**WORK REQUIRED:**
Quote every entry word for word.

**MATERIAL SUPPLIED:**
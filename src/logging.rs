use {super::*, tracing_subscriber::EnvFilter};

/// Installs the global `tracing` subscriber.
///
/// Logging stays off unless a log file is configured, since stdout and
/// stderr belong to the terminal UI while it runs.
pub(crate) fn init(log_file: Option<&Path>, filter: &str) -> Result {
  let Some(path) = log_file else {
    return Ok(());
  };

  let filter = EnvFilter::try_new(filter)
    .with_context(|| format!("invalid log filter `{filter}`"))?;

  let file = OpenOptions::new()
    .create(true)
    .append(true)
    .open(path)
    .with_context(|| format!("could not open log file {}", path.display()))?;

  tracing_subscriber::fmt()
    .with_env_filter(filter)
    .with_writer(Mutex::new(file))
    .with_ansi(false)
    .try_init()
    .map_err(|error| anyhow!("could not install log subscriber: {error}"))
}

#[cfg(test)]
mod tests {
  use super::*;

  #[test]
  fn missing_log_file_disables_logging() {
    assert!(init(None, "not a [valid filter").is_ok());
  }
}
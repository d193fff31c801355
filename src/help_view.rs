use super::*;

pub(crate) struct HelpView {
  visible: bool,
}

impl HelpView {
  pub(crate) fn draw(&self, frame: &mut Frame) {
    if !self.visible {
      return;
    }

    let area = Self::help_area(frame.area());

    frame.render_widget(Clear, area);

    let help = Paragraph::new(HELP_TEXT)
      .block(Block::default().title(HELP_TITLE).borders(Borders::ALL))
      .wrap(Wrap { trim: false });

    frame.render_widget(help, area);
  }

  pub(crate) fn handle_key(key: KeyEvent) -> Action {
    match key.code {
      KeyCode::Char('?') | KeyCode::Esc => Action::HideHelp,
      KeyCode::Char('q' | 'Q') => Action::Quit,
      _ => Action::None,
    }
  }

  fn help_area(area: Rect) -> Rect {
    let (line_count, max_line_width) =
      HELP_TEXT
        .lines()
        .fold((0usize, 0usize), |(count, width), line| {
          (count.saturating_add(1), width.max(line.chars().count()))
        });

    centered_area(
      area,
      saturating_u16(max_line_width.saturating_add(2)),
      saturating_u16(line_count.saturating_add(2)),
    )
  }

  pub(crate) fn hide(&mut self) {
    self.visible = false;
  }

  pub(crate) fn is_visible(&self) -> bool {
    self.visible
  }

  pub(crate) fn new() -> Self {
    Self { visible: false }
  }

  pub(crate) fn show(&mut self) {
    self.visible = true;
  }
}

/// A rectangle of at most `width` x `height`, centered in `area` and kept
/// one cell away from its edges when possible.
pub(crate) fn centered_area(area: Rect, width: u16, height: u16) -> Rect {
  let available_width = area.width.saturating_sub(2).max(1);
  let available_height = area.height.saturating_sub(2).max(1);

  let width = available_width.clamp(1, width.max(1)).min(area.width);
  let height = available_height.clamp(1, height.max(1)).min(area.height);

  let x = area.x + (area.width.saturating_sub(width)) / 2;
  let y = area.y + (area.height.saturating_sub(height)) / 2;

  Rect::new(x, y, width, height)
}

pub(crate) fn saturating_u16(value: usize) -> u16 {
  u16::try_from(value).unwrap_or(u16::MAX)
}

**RESPONSE BOX:**
filename src/logging.rs
use {super::*, tracing_subscriber::EnvFilter};

/// Installs the global `tracing` subscriber.
///
/// Logging stays off unless a log file is configured, since stdout and
/// stderr belong to the terminal UI while it runs.
pub(crate) fn init(log_file: Option<&Path>, filter: &str) -> Result {
  let Some(path) = log_file else {
    return Ok(());
  };

  let filter = EnvFilter::try_new(filter)
    .with_context(|| format!("invalid log filter `{filter}`"))?;

  let file = OpenOptions::new()
    .create(true)
    .append(true)
    .open(path)
    .with_context(|| format!("could not open log file {}", path.display()))?;

  tracing_subscriber::fmt()
    .with_env_filter(filter)
    .with_writer(Mutex::new(file))
    .with_ansi(false)
    .try_init()
    .map_err(|error| anyhow!("could not install log subscriber: {error}"))
}

#[cfg(test)]
mod tests {
  use super::*;

  #[test]
  fn missing_log_file_disables_logging() {
    assert!(init(None, "not a [valid filter").is_ok());
  }
}
repository d193fff31c801355
filename src/help_view.rs
use super::*;

pub(crate) struct HelpView {
  visible: bool,
}

impl HelpView {
  pub(crate) fn draw(&self, frame: &mut Frame) {
    if !self.visible {
      return;
    }

    let area = Self::help_area(frame.area());

    frame.render_widget(Clear, area);

    let help = Paragraph::new(HELP_TEXT)
      .block(Block::default().title(HELP_TITLE).borders(Borders::ALL))
      .wrap(Wrap { trim: false });

    frame.render_widget(help, area);
  }

  pub(crate) fn handle_key(key: KeyEvent) -> Action {
    match key.code {
      KeyCode::Char('?') | KeyCode::Esc => Action::HideHelp,
      KeyCode::Char('q' | 'Q') => Action::Quit,
      _ => Action::None,
    }
  }

  fn help_area(area: Rect) -> Rect {
    let (line_count, max_line_width) =
      HELP_TEXT
        .lines()
        .fold((0usize, 0usize), |(count, width), line| {
          (count.saturating_add(1), width.max(line.chars().count()))
        });

    centered_area(
      area,
      saturating_u16(max_line_width.saturating_add(2)),
      saturating_u16(line_count.saturating_add(2)),
    )
  }

  pub(crate) fn hide(&mut self) {
    self.visible = false;
  }

  pub(crate) fn is_visible(&self) -> bool {
    self.visible
  }

  pub(crate) fn new() -> Self {
    Self { visible: false }
  }

  pub(crate) fn show(&mut self) {
    self.visible = true;
  }
}

/// A rectangle of at most `width` x `height`, centered in `area` and kept
/// one cell away from its edges when possible.
pub(crate) fn centered_area(area: Rect, width: u16, height: u16) -> Rect {
  let available_width = area.width.saturating_sub(2).max(1);
  let available_height = area.height.saturating_sub(2).max(1);

  let width = available_width.clamp(1, width.max(1)).min(area.width);
  let height = available_height.clamp(1, height.max(1)).min(area.height);

  let x = area.x + (area.width.saturating_sub(width)) / 2;
  let y = area.y + (area.height.saturating_sub(height)) / 2;

  Rect::new(x, y, width, height)
}

pub(crate) fn saturating_u16(value: usize) -> u16 {
  u16::try_from(value).unwrap_or(u16::MAX)
}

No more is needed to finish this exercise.